We formulate an understanding of why an individual may be engaging in behaviour through the functional assessment process. Understanding behaviour underpins the effectiveness of everything else, so assessments are comprehensive and thorough.

We gather information on the factors that influence the behaviours including through:

  1. Spending time with and observing the person
  2. Interviewing key stakeholders (e.g., parents, carers, professionals)
  3. Document review and incident analysis
  4. Ecological analysis and service development.

The Behaviour Support Team is trained to use a variety of nationally recognised and specialist assessments.

The assessment identifies needs and required outcomes for the individual, which will form the basis of a detailed behaviour support plan. The team will use this to ensure that the person gets the very best support.

Planning

Each individual will have a PBS plan in place written by a behaviour specialist in line with the PBS competency framework. It aims to increase quality of life and minimise or eliminate behaviours that are challenging to support by modifying the person’s social, programmatic and physical environments and teaching them new skills.  We write plans with agreement from all the key people in the person’s life.

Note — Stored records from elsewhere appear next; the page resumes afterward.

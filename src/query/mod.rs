//! Spherical region queries.
//!
//! A query is built once from a radius and then bound to any number of
//! origins. The cached form classifies every cell offset in the bounding
//! cube of the sphere, relative to the query origin's own cell:
//!
//! - **inner**: the cell lies entirely inside the sphere no matter where
//!   in its own cell the origin sits. Members are emitted with no tests.
//! - **edge**: the cell may straddle the surface. Members get the
//!   per-element sphere test.
//! - **outer**: the shell of the bounding cube. The cell's box is tested
//!   against the sphere first, then members individually.
//!
//! The classification depends only on the radius and the cell size, so it
//! is computed once and reused across origins. The on-demand form skips
//! the precomputation and cell-tests every offset instead.
//!
//! Queries are sphere-shaped only.


use std::marker::PhantomData;

use glam::{DVec3, IVec3};

use crate::geometry::box_intersects_sphere_sq;
use crate::grid::{CellRange, Element, ElementId, SpatialGrid};
use crate::semantics::{cell_extent, half_diagonal, GridSemantics};
use crate::util::Timed;

/// Builder for sphere region queries.
///
/// The default radius is one cell size.
pub struct SphereQueryBuilder<S: GridSemantics> {
    radius: f64,
    _semantics: PhantomData<S>,
}

impl<S: GridSemantics> SphereQueryBuilder<S> {
    pub fn new() -> Self {
        Self {
            radius: S::CELL_SIZE,
            _semantics: PhantomData,
        }
    }

    pub fn radius(mut self, radius: f64) -> Self {
        self.radius = radius;
        self
    }

    /// Precompute the inner/edge/outer classification for this radius.
    pub fn build_cached(self) -> SphereQuery<S> {
        let _t = Timed::debug("sphere query cache build");

        let radius = self.radius;
        let mut query = SphereQuery {
            radius,
            inner_cells: Vec::new(),
            edge_cells: Vec::new(),
            outer_cells: Vec::new(),
            _semantics: PhantomData,
        };

        let bounds = (radius / S::CELL_SIZE).round() as i32 + 1;
        let extent = cell_extent::<S>();
        // Shrink the radius by the worst-case distance between the origin
        // and its own cell centre, so "inner" holds for any origin within
        // the centre cell. Clamped at zero: tiny radii have no inner cells.
        let effective_radius = (radius - half_diagonal::<S>()).max(0.0);
        let effective_radius_sq = effective_radius * effective_radius;

        CellRange::new(bounds).for_each(|index| {
            let cell_center = index.as_dvec3() * S::CELL_SIZE;

            // Far corner of the cell as seen from the origin cell.
            let farthest = DVec3::new(
                if cell_center.x > 0.0 { cell_center.x + extent.x } else { cell_center.x - extent.x },
                if cell_center.y > 0.0 { cell_center.y + extent.y } else { cell_center.y - extent.y },
                if cell_center.z > 0.0 { cell_center.z + extent.z } else { cell_center.z - extent.z },
            );

            if farthest.length_squared() <= effective_radius_sq {
                query.inner_cells.push(index);
            } else if index.x.abs() < bounds && index.y.abs() < bounds && index.z.abs() < bounds {
                query.edge_cells.push(index);
            } else {
                query.outer_cells.push(index);
            }
        });

        query
    }

    /// Skip precomputation; every invocation walks the offset cube.
    pub fn build_on_demand(self) -> SphereQueryOnDemand<S> {
        SphereQueryOnDemand {
            radius: self.radius,
            _semantics: PhantomData,
        }
    }
}

impl<S: GridSemantics> Default for SphereQueryBuilder<S> {
    fn default() -> Self {
        Self::new()
    }
}

/// Sphere region query with a precomputed cell classification.
///
/// Independent of any particular origin or grid; bind it with
/// [`SphereQuery::at`].
pub struct SphereQuery<S: GridSemantics> {
    radius: f64,
    inner_cells: Vec<IVec3>,
    edge_cells: Vec<IVec3>,
    outer_cells: Vec<IVec3>,
    _semantics: PhantomData<S>,
}

impl<S: GridSemantics> SphereQuery<S> {
    #[inline]
    pub fn radius(&self) -> f64 {
        self.radius
    }

    /// Total number of cells this query would visit.
    #[inline]
    pub fn cell_count(&self) -> usize {
        self.inner_cells.len() + self.edge_cells.len() + self.outer_cells.len()
    }

    /// Bind the query to an origin.
    pub fn at(&self, origin: DVec3) -> QueryIter<'_, S> {
        QueryIter {
            query: self,
            origin,
        }
    }
}

/// A [`SphereQuery`] bound to a specific origin.
pub struct QueryIter<'q, S: GridSemantics> {
    query: &'q SphereQuery<S>,
    origin: DVec3,
}

impl<S: GridSemantics> QueryIter<'_, S> {
    /// Visit every element whose bounds overlap the sphere.
    ///
    /// Emission order is unspecified but deterministic for a given grid
    /// state. When the precomputed cube would visit more cells than the
    /// grid holds, the whole grid is scanned instead.
    pub fn each<F>(&self, grid: &SpatialGrid<S>, mut func: F)
    where
        F: FnMut(ElementId, &Element<S::ElementData>),
    {
        let radius = self.query.radius;
        if radius <= 0.0 {
            return;
        }
        let radius_sq = radius * radius;
        let origin = self.origin;
        let offset = grid.location_to_coord(origin);

        if self.query.cell_count() > grid.num_cells() {
            scan_whole_grid(grid, origin, radius, radius_sq, &mut func);
            return;
        }

        for &cell_coord in &self.query.inner_cells {
            if let Some(cell) = grid.get_cell(cell_coord + offset) {
                if cell.has_elements() {
                    cell.for_each_element(grid, |id, element| func(id, element));
                }
            }
        }

        for &cell_coord in &self.query.edge_cells {
            if let Some(cell) = grid.get_cell(cell_coord + offset) {
                cell.for_each_element(grid, |id, element| {
                    if element.bounds().overlaps_sphere(origin, radius) {
                        func(id, element);
                    }
                });
            }
        }

        for &cell_coord in &self.query.outer_cells {
            if let Some(cell) = grid.get_cell(cell_coord + offset) {
                if box_intersects_sphere_sq(cell.bounds(), origin, radius_sq) {
                    cell.for_each_element(grid, |id, element| {
                        if element.bounds().overlaps_sphere(origin, radius) {
                            func(id, element);
                        }
                    });
                }
            }
        }
    }
}

/// Sphere region query without a cached classification.
pub struct SphereQueryOnDemand<S: GridSemantics> {
    radius: f64,
    _semantics: PhantomData<S>,
}

impl<S: GridSemantics> SphereQueryOnDemand<S> {
    #[inline]
    pub fn radius(&self) -> f64 {
        self.radius
    }

    /// Bind the query to an origin.
    pub fn at(&self, origin: DVec3) -> OnDemandQueryIter<'_, S> {
        OnDemandQueryIter {
            query: self,
            origin,
        }
    }
}

/// A [`SphereQueryOnDemand`] bound to a specific origin.
pub struct OnDemandQueryIter<'q, S: GridSemantics> {
    query: &'q SphereQueryOnDemand<S>,
    origin: DVec3,
}

impl<S: GridSemantics> OnDemandQueryIter<'_, S> {
    /// Visit every element whose bounds overlap the sphere.
    ///
    /// Every cell of the bounding cube gets the cell-level sphere test,
    /// then members get the per-element test. Falls back to a whole-grid
    /// scan when the cube is larger than the grid.
    pub fn each<F>(&self, grid: &SpatialGrid<S>, mut func: F)
    where
        F: FnMut(ElementId, &Element<S::ElementData>),
    {
        let radius = self.query.radius;
        if radius <= 0.0 {
            return;
        }
        let radius_sq = radius * radius;
        let origin = self.origin;

        let cell_range = CellRange::new((radius / S::CELL_SIZE).round() as i32 + 1);
        let offset = grid.location_to_coord(origin);

        if cell_range.count() > grid.num_cells() {
            scan_whole_grid(grid, origin, radius, radius_sq, &mut func);
            return;
        }

        cell_range.for_each_offset(offset, |cell_coord| {
            if let Some(cell) = grid.get_cell(cell_coord) {
                if box_intersects_sphere_sq(cell.bounds(), origin, radius_sq) {
                    cell.for_each_element(grid, |id, element| {
                        if element.bounds().overlaps_sphere(origin, radius) {
                            func(id, element);
                        }
                    });
                }
            }
        });
    }
}

fn scan_whole_grid<S, F>(
    grid: &SpatialGrid<S>,
    origin: DVec3,
    radius: f64,
    radius_sq: f64,
    func: &mut F,
) where
    S: GridSemantics,
    F: FnMut(ElementId, &Element<S::ElementData>),
{
    grid.for_each_cell(|_, cell| {
        if box_intersects_sphere_sq(cell.bounds(), origin, radius_sq) {
            cell.for_each_element(grid, |id, element| {
                if element.bounds().overlaps_sphere(origin, radius) {
                    func(id, element);
                }
            });
        }
    });
}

Our behaviour support plans include:

  1. Possible reasons for behaviours that challenge
  2. Proactive strategies – to support positively on a day to day basis to ensure needs are being met.
  3. Potential triggers to behaviours and how to minimise their impact
  4. Active strategies – strategies designed to prevent behaviours from escalating focussing on de-escalation, redirection and distraction.
  5. Description of behaviours that challenge
  6. Reactive strategies – strategies designed in response to situations of risk. They involve managing a challenging situation in order to minimise the immediate risk and keep everyone safe.
  7. Recovery – strategies to support recovery following an incident.

We then review and monitor behaviour support plans for:

  1. levels of behaviour
  2. quality of life, including learning new skills
  3. the use of psychotropic medication (medication that changes behaviour or mood)
  4. use of physical intervention
  5. how accurately the plan is being used.

Goals identified as part of the behaviour support programme are set as outcomes with the person we support and support colleagues, in line with their overarching person-centred support plan.

Referrals and funding

Following initial screening, we will provide a bespoke assessment of planned support and cost.

We expect the cost to fall over time as the person becomes more independent, leading to complete fade out of behaviour support.

Partners and frameworks

Our commissioners include Local Authorities and the NHS. Much of our work is jointly commissioned.

We work through Multi-disciplinary teams and in the context of the Mental Health Act (2007), Mental Health Code of Practice (2015 Mental Capacity Act (2005), Health and Social Care Act (2012), Care Act, Human Rights Act (2010), Equality Act (2010), and the Health and Safety at Work Act (1974), among others.